Collected data entries
● ● ● ● ● ● ●

use macmaster::error::{AppError, AppResult};
use macmaster::models::{AlertAction, Route};
use tauri::AppHandle;

use crate::setup::initialization::{with_alert, with_windows};

/// 显示或隐藏概览窗口（与点击状态栏图标相同）
#[tauri::command]
pub async fn toggle_overview(app: AppHandle) -> AppResult<()> {
    with_windows(&app, |manager| manager.toggle_overview()).await
}

/// 打开详情窗口
///
/// # 参数
/// - `route`: 详情页面 ("storage" / "memory" / "battery" / "cpu" / "network"，可带前导 `/`)
#[tauri::command]
pub async fn show_detail(app: AppHandle, route: String) -> AppResult<()> {
    let route = Route::parse(&route)
        .ok_or_else(|| AppError::validation("route", format!("未知的页面: {}", route)))?;
    with_windows(&app, move |manager| manager.show_detail(route)).await
}

#[tauri::command]
pub async fn close_detail(app: AppHandle) -> AppResult<()> {
    with_windows(&app, |manager| manager.close_detail()).await
}

/// 关闭概览和详情窗口，返回调用前是否有面板打开
#[tauri::command]
pub async fn close_panels(app: AppHandle) -> AppResult<bool> {
    with_windows(&app, |manager| manager.close_all()).await
}

/// 收起面板和内存提醒并打开主程序
#[tauri::command]
pub async fn open_main_app(app: AppHandle) -> AppResult<()> {
    with_alert(&app, |alert| alert.perform(AlertAction::OpenMainApp)).await?
}
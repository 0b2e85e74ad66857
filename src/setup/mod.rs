// 状态栏图标和菜单
pub mod tray;

// 启动初始化逻辑与托管状态
pub mod initialization;

// Tauri 窗口宿主
pub mod host;

// macOS 全局事件监听
#[cfg(target_os = "macos")]
pub mod macos;

// 重新导出常用函数供 main.rs 使用
pub use initialization::{initialize_app, on_window_blur, post_to_windows};
pub use tray::schedule_status_icon;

● ● ● ● ● ● ●

§ Directions for this task: Every record, restated word for word, should make up your reply.

§ Task solution:
use macmaster::error::{AppError, AppResult};
use macmaster::models::{AlertAction, Route};
use tauri::AppHandle;

use crate::setup::initialization::{with_alert, with_windows};

/// 显示或隐藏概览窗口（与点击状态栏图标相同）
#[tauri::command]
pub async fn toggle_overview(app: AppHandle) -> AppResult<()> {
    with_windows(&app, |manager| manager.toggle_overview()).await
}

/// 打开详情窗口
///
/// # 参数
/// - `route`: 详情页面 ("storage" / "memory" / "battery" / "cpu" / "network"，可带前导 `/`)
#[tauri::command]
pub async fn show_detail(app: AppHandle, route: String) -> AppResult<()> {
    let route = Route::parse(&route)
        .ok_or_else(|| AppError::validation("route", format!("未知的页面: {}", route)))?;
    with_windows(&app, move |manager| manager.show_detail(route)).await
}

#[tauri::command]
pub async fn close_detail(app: AppHandle) -> AppResult<()> {
    with_windows(&app, |manager| manager.close_detail()).await
}

/// 关闭概览和详情窗口，返回调用前是否有面板打开
#[tauri::command]
pub async fn close_panels(app: AppHandle) -> AppResult<bool> {
    with_windows(&app, |manager| manager.close_all()).await
}

/// 收起面板和内存提醒并打开主程序
#[tauri::command]
pub async fn open_main_app(app: AppHandle) -> AppResult<()> {
    with_alert(&app, |alert| alert.perform(AlertAction::OpenMainApp)).await?
}
repository 0b2e85e74ad66857
filename src/setup/mod.rs
// 状态栏图标和菜单
pub mod tray;

// 启动初始化逻辑与托管状态
pub mod initialization;

// Tauri 窗口宿主
pub mod host;

// macOS 全局事件监听
#[cfg(target_os = "macos")]
pub mod macos;

// 重新导出常用函数供 main.rs 使用
pub use initialization::{initialize_app, on_window_blur, post_to_windows};
pub use tray::schedule_status_icon;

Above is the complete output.